_What needs to be done_:
Copy each line of the records below that has "CategoryQuery" in it.

_Working data_:
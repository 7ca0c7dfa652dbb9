use std::sync::Arc;
use std::thread;
use std::time::Duration;

use tracing::{debug, info, warn};

use super::{AuthEvent, AuthProvider, SessionHub, SignUp, UserUpdate};
use crate::config::{DEFAULT_RETRY_ATTEMPTS, DEFAULT_RETRY_DELAY};
use crate::error::{FinTrackError, Result};
use crate::models::{Session, User, UserMetadata};

pub const MIN_PASSWORD_LEN: usize = 6;

/// Auth flows that keep the [`SessionHub`] in step with the auth API.
pub struct AuthClient {
    provider: Arc<dyn AuthProvider>,
    sessions: Arc<SessionHub>,
    retry_attempts: u32,
    retry_delay: Duration,
}

impl AuthClient {
    pub fn new(provider: Arc<dyn AuthProvider>, sessions: Arc<SessionHub>) -> Self {
        Self {
            provider,
            sessions,
            retry_attempts: DEFAULT_RETRY_ATTEMPTS,
            retry_delay: DEFAULT_RETRY_DELAY,
        }
    }

    /// Override the current-user lookup retry policy.
    pub fn with_retry(mut self, attempts: u32, delay: Duration) -> Self {
        self.retry_attempts = attempts.max(1);
        self.retry_delay = delay;
        self
    }

    pub fn sessions(&self) -> &Arc<SessionHub> {
        &self.sessions
    }

    // -----------------------------------------------------------------------
    // Sign-up / sign-in / sign-out
    // -----------------------------------------------------------------------

    pub fn sign_up(
        &self,
        email: &str,
        password: &str,
        metadata: &UserMetadata,
        redirect_to: Option<&str>,
    ) -> Result<SignUp> {
        validate_email(email)?;
        validate_password(password)?;
        let outcome = self.provider.sign_up(email, password, metadata, redirect_to)?;
        match &outcome {
            SignUp::SignedIn(session) => {
                self.sessions.publish(AuthEvent::SignedIn, Some(session.clone()))
            }
            SignUp::ConfirmationRequired(_) => {
                info!(email, "sign-up awaiting email confirmation")
            }
        }
        Ok(outcome)
    }

    pub fn sign_in(&self, email: &str, password: &str) -> Result<Session> {
        validate_email(email)?;
        let session = self.provider.sign_in_with_password(email, password)?;
        self.sessions.publish(AuthEvent::SignedIn, Some(session.clone()));
        Ok(session)
    }

    /// URL that starts a third-party sign-in; the provider redirects back
    /// to `redirect_to` (normally `/auth/callback`).
    pub fn provider_sign_in_url(&self, provider: &str, redirect_to: &str) -> Result<String> {
        self.provider.authorize_url(provider, redirect_to)
    }

    /// Install a session obtained outside the password flow, such as the
    /// tokens handed to the OAuth callback.
    pub fn restore_session(&self, session: Session) {
        self.sessions.publish(AuthEvent::InitialSession, Some(session));
    }

    /// Install the session carried by a password-recovery link. Listeners
    /// see [`AuthEvent::PasswordRecovery`] and the user can then call
    /// [`update_password`](Self::update_password).
    pub fn begin_password_recovery(&self, session: Session) {
        self.sessions
            .publish(AuthEvent::PasswordRecovery, Some(session));
    }

    /// Sign out remotely and clear the local session.
    ///
    /// The local session is cleared even when the remote call fails; the
    /// remote error is still returned.
    pub fn sign_out(&self) -> Result<()> {
        let remote = match self.sessions.access_token() {
            Some(token) => self.provider.sign_out(&token),
            None => Ok(()),
        };
        self.sessions.publish(AuthEvent::SignedOut, None);
        remote
    }

    // -----------------------------------------------------------------------
    // Session and user lookup
    // -----------------------------------------------------------------------

    /// The current session, refreshed first if it has expired.
    ///
    /// An expired session without a refresh token is dropped.
    pub fn session(&self) -> Result<Option<Session>> {
        let Some(session) = self.sessions.session() else {
            return Ok(None);
        };
        if !session.is_expired() {
            return Ok(Some(session));
        }
        match session.refresh_token.as_deref() {
            Some(refresh) => {
                debug!("refreshing expired session");
                let fresh = self.provider.refresh_session(refresh)?;
                self.sessions
                    .publish(AuthEvent::TokenRefreshed, Some(fresh.clone()));
                Ok(Some(fresh))
            }
            None => {
                self.sessions.publish(AuthEvent::SignedOut, None);
                Ok(None)
            }
        }
    }

    /// Look up the signed-in user.
    ///
    /// A valid (or refreshable) session answers directly. When reading the
    /// session fails, the auth API is asked for the stored token's user; a
    /// failed attempt waits the fixed retry delay before the next one, and
    /// when every attempt fails the answer is "no user".
    pub fn current_user(&self) -> Option<User> {
        let attempts = self.retry_attempts.max(1);
        for attempt in 1..=attempts {
            match self.session() {
                Ok(session) => return session.map(|s| s.user),
                Err(e) => warn!(attempt, error = %e, "session lookup failed"),
            }

            let token = self.sessions.access_token()?;
            match self.provider.get_user(&token) {
                Ok(user) => return user,
                Err(e) => warn!(attempt, error = %e, "user lookup failed"),
            }
            if attempt < attempts {
                thread::sleep(self.retry_delay);
            }
        }
        None
    }

    /// Like [`current_user`](Self::current_user) but fails with
    /// [`FinTrackError::Unauthenticated`].
    pub fn require_user(&self) -> Result<User> {
        self.current_user().ok_or(FinTrackError::Unauthenticated)
    }

    fn access_token(&self) -> Result<String> {
        self.session()?
            .map(|s| s.access_token)
            .ok_or(FinTrackError::Unauthenticated)
    }

    // -----------------------------------------------------------------------
    // Password reset and account settings
    // -----------------------------------------------------------------------

    pub fn reset_password(&self, email: &str, redirect_to: &str) -> Result<()> {
        validate_email(email)?;
        self.provider.reset_password_for_email(email, redirect_to)
    }

    /// Set a new password for the signed-in user (also used after a
    /// password-recovery link).
    pub fn update_password(&self, password: &str, confirmation: &str) -> Result<User> {
        validate_password(password)?;
        if password != confirmation {
            return Err(FinTrackError::Validation(
                "Passwords do not match".to_string(),
            ));
        }
        self.update_user(UserUpdate {
            password: Some(password.to_string()),
            ..UserUpdate::default()
        })
    }

    /// Replace the profile metadata (name, phone, currency, language).
    pub fn update_profile(&self, metadata: UserMetadata) -> Result<User> {
        self.update_user(UserUpdate {
            data: Some(metadata),
            ..UserUpdate::default()
        })
    }

    fn update_user(&self, update: UserUpdate) -> Result<User> {
        let token = self.access_token()?;
        let user = self.provider.update_user(&token, &update)?;
        if let Some(mut session) = self.sessions.session() {
            session.user = user.clone();
            self.sessions.publish(AuthEvent::UserUpdated, Some(session));
        }
        Ok(user)
    }
}

fn validate_email(email: &str) -> Result<()> {
    let email = email.trim();
    match email.split_once('@') {
        Some((local, domain)) if !local.is_empty() && !domain.is_empty() => Ok(()),
        _ => Err(FinTrackError::Validation(format!(
            "Invalid email address: {}",
            email
        ))),
    }
}

fn validate_password(password: &str) -> Result<()> {
    if password.chars().count() < MIN_PASSWORD_LEN {
        return Err(FinTrackError::Validation(format!(
            "Password must be at least {} characters",
            MIN_PASSWORD_LEN
        )));
    }
    Ok(())
}
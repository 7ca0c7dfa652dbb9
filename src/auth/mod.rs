//! Authentication against the hosted auth API and process-wide session state.

pub mod client;
pub mod gotrue;
pub mod session;

pub use client::AuthClient;
pub use gotrue::GoTrueAuth;
pub use session::{AuthEvent, SessionHub, Subscription};

use serde::Serialize;

use crate::error::Result;
use crate::models::{Session, User, UserMetadata};

/// Result of a sign-up request.
#[derive(Debug, Clone, PartialEq)]
pub enum SignUp {
    /// The account is active and a session was issued.
    SignedIn(Session),
    /// The account exists but the email address must be confirmed first.
    ConfirmationRequired(User),
}

/// Changes applied to the signed-in user.
#[derive(Debug, Clone, Default, PartialEq, Serialize)]
pub struct UserUpdate {
    #[serde(skip_serializing_if = "Option::is_none")]
    pub email: Option<String>,
    #[serde(skip_serializing_if = "Option::is_none")]
    pub password: Option<String>,
    #[serde(skip_serializing_if = "Option::is_none")]
    pub data: Option<UserMetadata>,
}

/// Operations of the auth subsystem.
///
/// [`GoTrueAuth`] implements this over HTTP; tests substitute their own
/// implementations.
pub trait AuthProvider: Send + Sync {
    fn sign_up(
        &self,
        email: &str,
        password: &str,
        metadata: &UserMetadata,
        redirect_to: Option<&str>,
    ) -> Result<SignUp>;

    fn sign_in_with_password(&self, email: &str, password: &str) -> Result<Session>;

    /// URL the browser is sent to for third-party sign-in.
    fn authorize_url(&self, provider: &str, redirect_to: &str) -> Result<String>;

    fn refresh_session(&self, refresh_token: &str) -> Result<Session>;

    /// Send a password-reset email whose link lands on `redirect_to`.
    fn reset_password_for_email(&self, email: &str, redirect_to: &str) -> Result<()>;

    /// The user owning `access_token`, or `None` if the token is not accepted.
    fn get_user(&self, access_token: &str) -> Result<Option<User>>;

    fn update_user(&self, access_token: &str, update: &UserUpdate) -> Result<User>;

    fn sign_out(&self, access_token: &str) -> Result<()>;
}
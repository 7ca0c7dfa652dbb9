//! Full data export of one user as a JSON document.

use std::fs;
use std::io::Write;
use std::path::{Path, PathBuf};
use std::thread;

use chrono::{DateTime, NaiveDate, Utc};
use serde::{Deserialize, Serialize};
use tempfile::NamedTempFile;
use tracing::info;

use crate::config::EXPORT_FILE_PREFIX;
use crate::error::Result;
use crate::models::{Budget, Category, Expense, User};
use crate::queries::{BudgetQuery, CategoryQuery, ExpenseQuery};
use crate::store::RemoteStore;

#[derive(Debug, Clone, PartialEq, Serialize, Deserialize)]
pub struct ExportProfile {
    pub email: Option<String>,
    pub name: Option<String>,
    pub phone: Option<String>,
    pub created_at: Option<DateTime<Utc>>,
}

impl ExportProfile {
    pub fn from_user(user: &User) -> Self {
        Self {
            email: user.email.clone(),
            name: user.user_metadata.name.clone(),
            phone: user.user_metadata.phone.clone(),
            created_at: user.created_at,
        }
    }
}

#[derive(Debug, Clone, PartialEq, Serialize, Deserialize)]
#[serde(rename_all = "camelCase")]
pub struct ExportDocument {
    pub profile: ExportProfile,
    pub expenses: Vec<Expense>,
    pub categories: Vec<Category>,
    pub budgets: Vec<Budget>,
    pub export_date: DateTime<Utc>,
}

/// Gather the user's profile, expenses, categories and budgets.
pub fn build_export(store: &dyn RemoteStore, user: &User, now: DateTime<Utc>) -> Result<ExportDocument> {
    let user_id = user.id;
    let (expenses, categories, budgets) = thread::scope(|s| {
        let expenses = s.spawn(move || ExpenseQuery::new(store).list_all(user_id));
        let categories = s.spawn(move || CategoryQuery::new(store).list(user_id));
        let budgets = BudgetQuery::new(store).list_all(user_id);
        (
            expenses
                .join()
                .unwrap_or_else(|p| std::panic::resume_unwind(p)),
            categories
                .join()
                .unwrap_or_else(|p| std::panic::resume_unwind(p)),
            budgets,
        )
    });

    Ok(ExportDocument {
        profile: ExportProfile::from_user(user),
        expenses: expenses?,
        categories: categories?,
        budgets: budgets?,
        export_date: now,
    })
}

/// `fintrack-data-YYYY-MM-DD.json`
pub fn export_file_name(date: NaiveDate) -> String {
    format!("{}{}.json", EXPORT_FILE_PREFIX, date.format("%Y-%m-%d"))
}

/// Write `doc` as pretty JSON into `dir` and return the file's path.
///
/// The document is written to a temporary file in the same directory and
/// renamed into place, so a reader never sees a partial export.
pub fn write_export(doc: &ExportDocument, dir: &Path) -> Result<PathBuf> {
    fs::create_dir_all(dir)?;
    let path = dir.join(export_file_name(doc.export_date.date_naive()));

    let mut tmp = NamedTempFile::new_in(dir)?;
    serde_json::to_writer_pretty(&mut tmp, doc)?;
    tmp.write_all(b"\n")?;
    tmp.flush()?;
    tmp.persist(&path).map_err(|e| e.error)?;

    info!(path = %path.display(), expenses = doc.expenses.len(), "export written");
    Ok(path)
}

_Expected output_:
use crate::queries::{BudgetQuery, CategoryQuery, ExpenseQuery};
        let categories = s.spawn(move || CategoryQuery::new(store).list(user_id));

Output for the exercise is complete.